We are republishing our earlier statement in honor of Basil al-Araj below:

Samidoun Palestinian Prisoner Solidarity Network remembers Basil al-Araj, the engaged intellectual and Palestinian revolutionary assassinated by Israeli occupation forces as he continued to resist, refusing to surrender, six years ago today: 6 March 2017. He put into practice his vision of the “struggling intellectual,” writing, thinking and acting, engaging in all aspects of Palestinian struggle, from the boycott movement to the armed struggle. Today, Basil al-Araj is a symbol and a living example of struggle for millions of Palestinians, Arabs and internationalists looking towards a vision of return, liberation and victory in Palestine and around the world.

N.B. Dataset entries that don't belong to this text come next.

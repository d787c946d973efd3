//! Still-image import.

use std::fs;
use std::path::Path;
use crate::common::Frame;
use crate::error::DecodeError;

/// Extensions offered by the import dialog.
pub const SUPPORTED_EXTENSIONS: [&str; 4] = ["jpg", "jpeg", "png", "bmp"];

/// Decodes the file at `path` into an RGB frame at its native size. The
/// format is taken from the file content, not the extension.
pub fn load(path: &Path) -> Result<Frame, DecodeError> {
    let bytes = fs::read(path).map_err(|source| DecodeError::Unreadable {
        path: path.to_path_buf(),
        source,
    })?;

    let image = image::load_from_memory(&bytes).map_err(|source| DecodeError::Unsupported {
        path: path.to_path_buf(),
        source,
    })?;

    log::info!("Imported {} ({}x{})", path.display(), image.width(), image.height());
    Ok(Frame::from(image))
}
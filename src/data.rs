mod config_ort;
mod filesystem_access;
mod time_calc;
pub mod send_channels;

pub use config_ort::ConfigOrt;
pub use filesystem_access::FsAccess;
pub use time_calc::TimeCalc;

pub(crate) const CROSS_MARK: &str = "❌";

Basil al-Araj’s life was defined by his commitment to liberation. A prominent writer, thinker and youth activists in protest campaigns and boycott movements throughout occupied Palestine, he was seized by the Palestinian Authority under its security coordination with Israel. In fact, the abduction of Basil al-Araj and five of his comrades was touted by PA President Mahmoud Abbas as an important achievement for PA/Israel security coordination. There, Basil and his comrades were tortured and imprisoned for five months without charge before being released after their hunger strike in September 2016.

After his release, Basil went underground. His family’s home was attacked and invaded over 10 times by Israeli occupation forces before he was assassinated in a hail of bullets on 6 March 2017 in the home where he was staying in El-Bireh, occupied Palestine. He resisted until the end, always refusing to surrender, rejecting the path of Oslo and the dismantlement of the Palestinian cause physically and intellectually.

Basil al-Araj’s final statement was issued after his assassination, as demonstrations took place in Palestinian, Arab and international cities, with marches and protests in New York, Washington, DC, Brussels, Berlin, Vienna, London, Rabat, Tunis, Cairo, Amman, Beirut, Nahr el-Bared refugee camp, Gaza City, Ramallah, Haifa, Dheisheh refugee camp and elsewhere. In Ramallah, Palestinian demonstrators were attacked and beaten by the Palestinian Authority’s security forces.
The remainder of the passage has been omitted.